Thunderbird: how to remove yellow anchor icon

This is inserted by Thunderbird when you copy and paste something into it from another application, like a browser or Word.

  1. Select the text including the icon.
  2. Choose Format → Remove Named Anchors.

Thunderbird: how to transfer addresses

First, it's impossible to recover addresses without being able to run Thunderbird. Without windowed access to the host on which your addresses reside, it's without hope. (So, access via ssh is impossible.)

Second, it's impossible to delete or place addresses in the default folders, Collected Addresse and Personal Address Book, inside the Thunderbird address book. In consequence, get used to naming the books you export and import something else and just not using those default folders anymore.

Next, you can only export one address book at a time. Begin by clicking on the address book to export first, then do Tools → Export... and do what's obvious (give a name, etc.).

To import, reverse the procedure by bringing up the new Thunderbird address book and doing Tools → Import....


Thunderbird: how to transfer message filters (rules)

This is ickier. First, there is an add-on to make it easier, however, it's unnecessarily burdensome. Just follow these steps at the command line, after installing and otherwise setting up Thunderbird on the new computer host:

  1. Locate your Thunderbird data. This will in ~/.thunderbird/x, where x is a subdirectory with an automatically generated, discrete name like tig234sdf.
  2. Down under that subdirectory, find one or more files (there will be one per e-mail account you've set up) named msgFilterRules.dat. These will be under separate subdirectories. For example, if you've got two Google mail-based accounts, likely you'll find them like this:
    ~/.thunderbird/tighs31a.default $ find . -name msgFilterRules.dat
    ./Mail/Local Folders/msgFilterRules.dat
    ./ImapMail/imap.googlemail.com/msgFilterRules.dat
    ./ImapMail/imap.googlemail-1.com/msgFilterRules.dat
    ./News/new.eclipse.org/msgFilterRules.dat
    
    where the first one corresponds to the first e-mail account you set up when you installed and configured Thunderbird. Etc.
  3. Transfer that file to the new computer host locating the new subdirectory corresponding to the right e-mail account.

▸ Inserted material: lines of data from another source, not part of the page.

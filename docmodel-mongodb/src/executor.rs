use async_trait::async_trait;
use bson::Document;
use futures::{StreamExt, TryStreamExt};
use mongodb::{Client, Collection as MongoCollection, options::ClientOptions};
use tracing::{debug, trace};

use docmodel_core::{
    error::{OdmError, OdmResult},
    executor::{DocumentStream, ExecutorBuilder, FindSpec, QueryExecutor, WriteAck, WriteOp},
};

use crate::query::{find_options, map_error, write_failure};

/// Executes compiled operations against a MongoDB database.
///
/// The underlying client is a connection pool; clones share it.
#[derive(Debug, Clone)]
pub struct MongoExecutor {
    client: Client,
    database: String,
}

impl MongoExecutor {
    pub fn new(client: Client, database: impl Into<String>) -> Self {
        Self {
            client,
            database: database.into(),
        }
    }

    pub fn builder(dsn: &str, database: &str) -> MongoExecutorBuilder {
        MongoExecutorBuilder::new(dsn, database)
    }

    pub fn database(&self) -> &str {
        &self.database
    }

    fn get_collection(&self, collection_name: &str) -> MongoCollection<Document> {
        self.client.database(&self.database).collection(collection_name)
    }

    /// Folds a driver result into an acknowledgement, keeping store-reported
    /// write failures in the ack.
    fn acknowledge<T>(
        collection: &str,
        result: Result<T, mongodb::error::Error>,
        ack: impl FnOnce(T) -> WriteAck,
    ) -> OdmResult<WriteAck> {
        match result {
            Ok(value) => Ok(ack(value)),
            Err(error) => match write_failure(&error) {
                Some(failure) => Ok(WriteAck {
                    error: Some(failure),
                    ..Default::default()
                }),
                None => Err(map_error(collection, error)),
            },
        }
    }
}

#[async_trait]
impl QueryExecutor for MongoExecutor {
    async fn execute_find(&self, collection: &str, spec: FindSpec) -> OdmResult<DocumentStream> {
        debug!(collection, filter = %spec.filter, "Executing find");

        let owned = collection.to_owned();
        let cursor = self
            .get_collection(collection)
            .find(spec.filter.clone())
            .with_options(find_options(&spec))
            .await
            .map_err(|e| map_error(collection, e))?;

        Ok(cursor.map_err(move |e| map_error(&owned, e)).boxed())
    }

    async fn execute_write(&self, collection: &str, op: WriteOp) -> OdmResult<WriteAck> {
        let target = self.get_collection(collection);
        let name = op.name();

        let ack = match op {
            WriteOp::InsertOne { document } => Self::acknowledge(collection, target.insert_one(document).await, |result| {
                WriteAck {
                    inserted_id: Some(result.inserted_id),
                    ..Default::default()
                }
            })?,
            WriteOp::UpdateOne { filter, update, upsert } => Self::acknowledge(
                collection,
                target.update_one(filter, update).upsert(upsert).await,
                |result| WriteAck {
                    matched_count: result.matched_count,
                    modified_count: result.modified_count,
                    upserted_id: result.upserted_id,
                    ..Default::default()
                },
            )?,
            WriteOp::UpdateMany { filter, update } => Self::acknowledge(
                collection,
                target.update_many(filter, update).await,
                |result| WriteAck {
                    matched_count: result.matched_count,
                    modified_count: result.modified_count,
                    ..Default::default()
                },
            )?,
            WriteOp::DeleteOne { filter } => Self::acknowledge(collection, target.delete_one(filter).await, |result| {
                WriteAck {
                    deleted_count: result.deleted_count,
                    ..Default::default()
                }
            })?,
            WriteOp::DeleteMany { filter } => Self::acknowledge(collection, target.delete_many(filter).await, |result| {
                WriteAck {
                    deleted_count: result.deleted_count,
                    ..Default::default()
                }
            })?,
        };

        trace!(collection, op = name, ?ack, "Applied write");
        Ok(ack)
    }

    async fn execute_count(&self, collection: &str, filter: Document) -> OdmResult<u64> {
        self.get_collection(collection)
            .count_documents(filter)
            .await
            .map_err(|e| map_error(collection, e))
    }

    async fn shutdown(&self) -> OdmResult<()> {
        self.client.clone().shutdown().await;

        Ok(())
    }
}

/// Builds a [`MongoExecutor`] from a connection string.
pub struct MongoExecutorBuilder {
    dsn: String,
    database: String,
}

impl MongoExecutorBuilder {
    pub fn new(dsn: &str, database: &str) -> Self {
        Self {
            dsn: dsn.to_string(),
            database: database.to_string(),
        }
    }
}

#[async_trait]
impl ExecutorBuilder for MongoExecutorBuilder {
    type Executor = MongoExecutor;

    async fn build(self) -> OdmResult<Self::Executor> {
        let options = ClientOptions::parse(&self.dsn)
            .await
            .map_err(|e| OdmError::Initialization(e.to_string()))?;

        Ok(MongoExecutor::new(
            Client::with_options(options).map_err(|e| OdmError::Initialization(e.to_string()))?,
            self.database,
        ))
    }
}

I did not find that I had to shut down Thunderbird on the new host before coping nor bounce it to see the rules once I'd copied them into place.


Thunderbird: how to get window layout side by side

Enable menus in Thunderbird, then select View → Layout → Vertical View.


Thunderbird: how to inject HTML content inside e-mail content
  1. Position the cursor in the e-mail content.
  2. Choose Insert → HTML...
  3. Type or paste HTML into the space marked Enter HTML tags and text.
  4. Click Insert.

Note that not everything works. I have tried to use <iframe ... > for embedding video (but it doesn't work).